• **What is required**
Write out the data in full, exactly as shown.

Data section START

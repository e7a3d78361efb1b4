//! Configuration management with layered loading
//!
//! Precedence (lowest to highest):
//! 1. Compiled defaults
//! 2. Global config: `$XDG_CONFIG_HOME/weave-lease/weave-lease.toml`
//!    (or the file passed with `--config`)
//! 3. Environment variables: `WEAVE_LEASE_*` prefix
//! 4. CLI flags (applied by the caller)

use std::path::{Path, PathBuf};

use config::{Config, ConfigError, Environment};
use directories::ProjectDirs;
use serde::{Deserialize, Serialize};

use crate::application::ApplicationError;
use crate::domain::expand_env_vars;
use crate::infrastructure::token::DEFAULT_TOKEN_COMMAND;

/// Largest page size the GitHub listing API accepts.
pub const MAX_PAGE_SIZE: u32 = 100;

/// Unified configuration for weave-lease.
#[derive(Debug, Clone, Serialize, Deserialize, PartialEq, Eq)]
#[serde(default)]
pub struct Settings {
    /// GitHub organization whose repositories are offered
    pub org: String,
    /// GitHub REST API base URL
    pub api_url: String,
    /// Manifest location inside each repository
    pub manifest_path: String,
    /// Repositories requested per listing page
    pub page_size: u32,
    /// Branch used when the repository reports no default branch
    pub fallback_branch: String,
    /// Command printing a GitHub token on stdout
    pub token_command: String,
    /// Environment variable checked for a token before `token_command`
    pub token_env: Option<String>,
    /// Command receiving the lease command on stdin (default: auto-detect)
    pub clipboard_command: Option<String>,
    /// Shell used to run the lease command
    pub shell: String,
}

impl Default for Settings {
    fn default() -> Self {
        Self {
            org: "weave-lab".into(),
            api_url: "https://api.github.com".into(),
            manifest_path: ".weave.yaml".into(),
            page_size: MAX_PAGE_SIZE,
            fallback_branch: "main".into(),
            token_command: DEFAULT_TOKEN_COMMAND.into(),
            token_env: None,
            clipboard_command: None,
            shell: "sh".into(),
        }
    }
}

/// Raw settings for intermediate parsing (`None` = not specified).
#[derive(Debug, Clone, Deserialize, Default)]
#[serde(default)]
pub struct RawSettings {
    pub org: Option<String>,
    pub api_url: Option<String>,
    pub manifest_path: Option<String>,
    pub page_size: Option<u32>,
    pub fallback_branch: Option<String>,
    pub token_command: Option<String>,
    pub token_env: Option<String>,
    pub clipboard_command: Option<String>,
    pub shell: Option<String>,
}

/// Get the XDG config directory for weave-lease.
pub fn global_config_dir() -> Option<PathBuf> {
    ProjectDirs::from("", "", "weave-lease").map(|dirs| dirs.config_dir().to_path_buf())
}

/// Get the path to the global config file.
pub fn global_config_path() -> Option<PathBuf> {
    global_config_dir().map(|dir| dir.join("weave-lease.toml"))
}

/// Load a TOML file into RawSettings for manual merging.
fn load_raw_settings(path: &Path) -> Result<RawSettings, ApplicationError> {
    let content = std::fs::read_to_string(path).map_err(|e| ApplicationError::Config {
        message: format!("read {}: {}", path.display(), e),
    })?;
    toml::from_str(&content).map_err(|e| ApplicationError::Config {
        message: format!("parse {}: {}", path.display(), e),
    })
}

impl Settings {
    /// Expand shell variables and tilde in path-like and command fields.
    fn expand_paths(&mut self) {
        self.token_command = expand_env_vars(&self.token_command);
        self.shell = expand_env_vars(&self.shell);
        if let Some(cmd) = self.clipboard_command.as_mut() {
            *cmd = expand_env_vars(cmd);
        }
    }

    /// Overlay wins where it specifies a value.
    fn merge_with(&self, overlay: &RawSettings) -> Self {
        Self {
            org: overlay.org.clone().unwrap_or_else(|| self.org.clone()),
            api_url: overlay
                .api_url
                .clone()
                .unwrap_or_else(|| self.api_url.clone()),
            manifest_path: overlay
                .manifest_path
                .clone()
                .unwrap_or_else(|| self.manifest_path.clone()),
            page_size: overlay.page_size.unwrap_or(self.page_size),
            fallback_branch: overlay
                .fallback_branch
                .clone()
                .unwrap_or_else(|| self.fallback_branch.clone()),
            token_command: overlay
                .token_command
                .clone()
                .unwrap_or_else(|| self.token_command.clone()),
            token_env: overlay.token_env.clone().or_else(|| self.token_env.clone()),
            clipboard_command: overlay
                .clipboard_command
                .clone()
                .or_else(|| self.clipboard_command.clone()),
            shell: overlay.shell.clone().unwrap_or_else(|| self.shell.clone()),
        }
    }

    /// Load settings with layered precedence.
    ///
    /// # Arguments
    /// * `config_file` - Explicit config file; replaces the global file when given
    ///   and must exist.
    pub fn load(config_file: Option<&Path>) -> Result<Self, ApplicationError> {
        let mut current = Self::default();

        match config_file {
            Some(path) => {
                let raw = load_raw_settings(path)?;
                current = current.merge_with(&raw);
            }
            None => {
                if let Some(global_path) = global_config_path() {
                    if global_path.exists() {
                        let raw = load_raw_settings(&global_path)?;
                        current = current.merge_with(&raw);
                    }
                }
            }
        }

        current = Self::apply_env_overrides(current)?;
        current.expand_paths();
        current.page_size = current.page_size.clamp(1, MAX_PAGE_SIZE);

        Ok(current)
    }

    /// Apply WEAVE_LEASE_* environment variables as explicit overrides.
    fn apply_env_overrides(mut settings: Self) -> Result<Self, ApplicationError> {
        let config = Config::builder()
            .add_source(
                Environment::with_prefix("WEAVE_LEASE")
                    .prefix_separator("_")
                    .separator("__"),
            )
            .build()
            .map_err(config_err)?;

        if let Ok(val) = config.get_string("org") {
            settings.org = val;
        }
        if let Ok(val) = config.get_string("api_url") {
            settings.api_url = val;
        }
        if let Ok(val) = config.get_string("manifest_path") {
            settings.manifest_path = val;
        }
        if let Ok(val) = config.get_int("page_size") {
            settings.page_size = u32::try_from(val).map_err(|_| ApplicationError::Config {
                message: format!("WEAVE_LEASE_PAGE_SIZE out of range: {val}"),
            })?;
        }
        if let Ok(val) = config.get_string("fallback_branch") {
            settings.fallback_branch = val;
        }
        if let Ok(val) = config.get_string("token_command") {
            settings.token_command = val;
        }
        if let Ok(val) = config.get_string("token_env") {
            settings.token_env = Some(val);
        }
        if let Ok(val) = config.get_string("clipboard_command") {
            settings.clipboard_command = Some(val);
        }
        if let Ok(val) = config.get_string("shell") {
            settings.shell = val;
        }

        Ok(settings)
    }

    /// Show the effective configuration as TOML.
    pub fn to_toml(&self) -> Result<String, ApplicationError> {
        toml::to_string_pretty(self).map_err(|e| ApplicationError::Config {
            message: format!("serialize config: {e}"),
        })
    }

    /// Generate a template config file.
    pub fn template() -> String {
        r#"# weave-lease configuration
#
# Locations (by precedence, lowest to highest):
#   Global: ~/.config/weave-lease/weave-lease.toml  (or --config PATH)
#   Env:    WEAVE_LEASE_* environment variables     (explicit overrides)
#   CLI:    --org

# GitHub organization whose repositories are listed
# org = "weave-lab"

# GitHub REST API base URL (GitHub Enterprise: https://HOST/api/v3)
# api_url = "https://api.github.com"

# Manifest location inside each repository
# manifest_path = ".weave.yaml"

# Repositories per listing page (1-100)
# page_size = 100

# Branch used when a repository reports no default branch
# fallback_branch = "main"

# Command printing a GitHub token on stdout
# token_command = "gh auth token"

# Environment variable checked for a token before token_command
# token_env = "GH_TOKEN"

# Command receiving the lease command on stdin
# (default: first available of pbcopy, wl-copy, xclip)
# clipboard_command = "xclip -selection clipboard"

# Shell used by `generate --run`
# shell = "sh"
"#
        .to_string()
    }
}

fn config_err(e: ConfigError) -> ApplicationError {
    ApplicationError::Config {
        message: e.to_string(),
    }
}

Data section END

• **Problem solution**
repository e7a3d78361efb1b4
//! Configuration management with layered loading
//!
//! Precedence (lowest to highest):
//! 1. Compiled defaults
//! 2. Global config: `$XDG_CONFIG_HOME/weave-lease/weave-lease.toml`
//!    (or the file passed with `--config`)
//! 3. Environment variables: `WEAVE_LEASE_*` prefix
//! 4. CLI flags (applied by the caller)

use std::path::{Path, PathBuf};

use config::{Config, ConfigError, Environment};
use directories::ProjectDirs;
use serde::{Deserialize, Serialize};

use crate::application::ApplicationError;
use crate::domain::expand_env_vars;
use crate::infrastructure::token::DEFAULT_TOKEN_COMMAND;

/// Largest page size the GitHub listing API accepts.
pub const MAX_PAGE_SIZE: u32 = 100;

/// Unified configuration for weave-lease.
#[derive(Debug, Clone, Serialize, Deserialize, PartialEq, Eq)]
#[serde(default)]
pub struct Settings {
    /// GitHub organization whose repositories are offered
    pub org: String,
    /// GitHub REST API base URL
    pub api_url: String,
    /// Manifest location inside each repository
    pub manifest_path: String,
    /// Repositories requested per listing page
    pub page_size: u32,
    /// Branch used when the repository reports no default branch
    pub fallback_branch: String,
    /// Command printing a GitHub token on stdout
    pub token_command: String,
    /// Environment variable checked for a token before `token_command`
    pub token_env: Option<String>,
    /// Command receiving the lease command on stdin (default: auto-detect)
    pub clipboard_command: Option<String>,
    /// Shell used to run the lease command
    pub shell: String,
}

impl Default for Settings {
    fn default() -> Self {
        Self {
            org: "weave-lab".into(),
            api_url: "https://api.github.com".into(),
            manifest_path: ".weave.yaml".into(),
            page_size: MAX_PAGE_SIZE,
            fallback_branch: "main".into(),
            token_command: DEFAULT_TOKEN_COMMAND.into(),
            token_env: None,
            clipboard_command: None,
            shell: "sh".into(),
        }
    }
}

/// Raw settings for intermediate parsing (`None` = not specified).
#[derive(Debug, Clone, Deserialize, Default)]
#[serde(default)]
pub struct RawSettings {
    pub org: Option<String>,
    pub api_url: Option<String>,
    pub manifest_path: Option<String>,
    pub page_size: Option<u32>,
    pub fallback_branch: Option<String>,
    pub token_command: Option<String>,
    pub token_env: Option<String>,
    pub clipboard_command: Option<String>,
    pub shell: Option<String>,
}

/// Get the XDG config directory for weave-lease.
pub fn global_config_dir() -> Option<PathBuf> {
    ProjectDirs::from("", "", "weave-lease").map(|dirs| dirs.config_dir().to_path_buf())
}

/// Get the path to the global config file.
pub fn global_config_path() -> Option<PathBuf> {
    global_config_dir().map(|dir| dir.join("weave-lease.toml"))
}

/// Load a TOML file into RawSettings for manual merging.
fn load_raw_settings(path: &Path) -> Result<RawSettings, ApplicationError> {
    let content = std::fs::read_to_string(path).map_err(|e| ApplicationError::Config {
        message: format!("read {}: {}", path.display(), e),
    })?;
    toml::from_str(&content).map_err(|e| ApplicationError::Config {
        message: format!("parse {}: {}", path.display(), e),
    })
}

impl Settings {
    /// Expand shell variables and tilde in path-like and command fields.
    fn expand_paths(&mut self) {
        self.token_command = expand_env_vars(&self.token_command);
        self.shell = expand_env_vars(&self.shell);
        if let Some(cmd) = self.clipboard_command.as_mut() {
            *cmd = expand_env_vars(cmd);
        }
    }

    /// Overlay wins where it specifies a value.
    fn merge_with(&self, overlay: &RawSettings) -> Self {
        Self {
            org: overlay.org.clone().unwrap_or_else(|| self.org.clone()),
            api_url: overlay
                .api_url
                .clone()
                .unwrap_or_else(|| self.api_url.clone()),
            manifest_path: overlay
                .manifest_path
                .clone()
                .unwrap_or_else(|| self.manifest_path.clone()),
            page_size: overlay.page_size.unwrap_or(self.page_size),
            fallback_branch: overlay
                .fallback_branch
                .clone()
                .unwrap_or_else(|| self.fallback_branch.clone()),
            token_command: overlay
                .token_command
                .clone()
                .unwrap_or_else(|| self.token_command.clone()),
            token_env: overlay.token_env.clone().or_else(|| self.token_env.clone()),
            clipboard_command: overlay
                .clipboard_command
                .clone()
                .or_else(|| self.clipboard_command.clone()),
            shell: overlay.shell.clone().unwrap_or_else(|| self.shell.clone()),
        }
    }

    /// Load settings with layered precedence.
    ///
    /// # Arguments
    /// * `config_file` - Explicit config file; replaces the global file when given
    ///   and must exist.
    pub fn load(config_file: Option<&Path>) -> Result<Self, ApplicationError> {
        let mut current = Self::default();

        match config_file {
            Some(path) => {
                let raw = load_raw_settings(path)?;
                current = current.merge_with(&raw);
            }
            None => {
                if let Some(global_path) = global_config_path() {
                    if global_path.exists() {
                        let raw = load_raw_settings(&global_path)?;
                        current = current.merge_with(&raw);
                    }
                }
            }
        }

        current = Self::apply_env_overrides(current)?;
        current.expand_paths();
        current.page_size = current.page_size.clamp(1, MAX_PAGE_SIZE);

        Ok(current)
    }

    /// Apply WEAVE_LEASE_* environment variables as explicit overrides.
    fn apply_env_overrides(mut settings: Self) -> Result<Self, ApplicationError> {
        let config = Config::builder()
            .add_source(
                Environment::with_prefix("WEAVE_LEASE")
                    .prefix_separator("_")
                    .separator("__"),
            )
            .build()
            .map_err(config_err)?;

        if let Ok(val) = config.get_string("org") {
            settings.org = val;
        }
        if let Ok(val) = config.get_string("api_url") {
            settings.api_url = val;
        }
        if let Ok(val) = config.get_string("manifest_path") {
            settings.manifest_path = val;
        }
        if let Ok(val) = config.get_int("page_size") {
            settings.page_size = u32::try_from(val).map_err(|_| ApplicationError::Config {
                message: format!("WEAVE_LEASE_PAGE_SIZE out of range: {val}"),
            })?;
        }
        if let Ok(val) = config.get_string("fallback_branch") {
            settings.fallback_branch = val;
        }
        if let Ok(val) = config.get_string("token_command") {
            settings.token_command = val;
        }
        if let Ok(val) = config.get_string("token_env") {
            settings.token_env = Some(val);
        }
        if let Ok(val) = config.get_string("clipboard_command") {
            settings.clipboard_command = Some(val);
        }
        if let Ok(val) = config.get_string("shell") {
            settings.shell = val;
        }

        Ok(settings)
    }

    /// Show the effective configuration as TOML.
    pub fn to_toml(&self) -> Result<String, ApplicationError> {
        toml::to_string_pretty(self).map_err(|e| ApplicationError::Config {
            message: format!("serialize config: {e}"),
        })
    }

    /// Generate a template config file.
    pub fn template() -> String {
        r#"# weave-lease configuration
#
# Locations (by precedence, lowest to highest):
#   Global: ~/.config/weave-lease/weave-lease.toml  (or --config PATH)
#   Env:    WEAVE_LEASE_* environment variables     (explicit overrides)
#   CLI:    --org

# GitHub organization whose repositories are listed
# org = "weave-lab"

# GitHub REST API base URL (GitHub Enterprise: https://HOST/api/v3)
# api_url = "https://api.github.com"

# Manifest location inside each repository
# manifest_path = ".weave.yaml"

# Repositories per listing page (1-100)
# page_size = 100

# Branch used when a repository reports no default branch
# fallback_branch = "main"

# Command printing a GitHub token on stdout
# token_command = "gh auth token"

# Environment variable checked for a token before token_command
# token_env = "GH_TOKEN"

# Command receiving the lease command on stdin
# (default: first available of pbcopy, wl-copy, xclip)
# clipboard_command = "xclip -selection clipboard"

# Shell used by `generate --run`
# shell = "sh"
"#
        .to_string()
    }
}

fn config_err(e: ConfigError) -> ApplicationError {
    ApplicationError::Config {
        message: e.to_string(),
    }
}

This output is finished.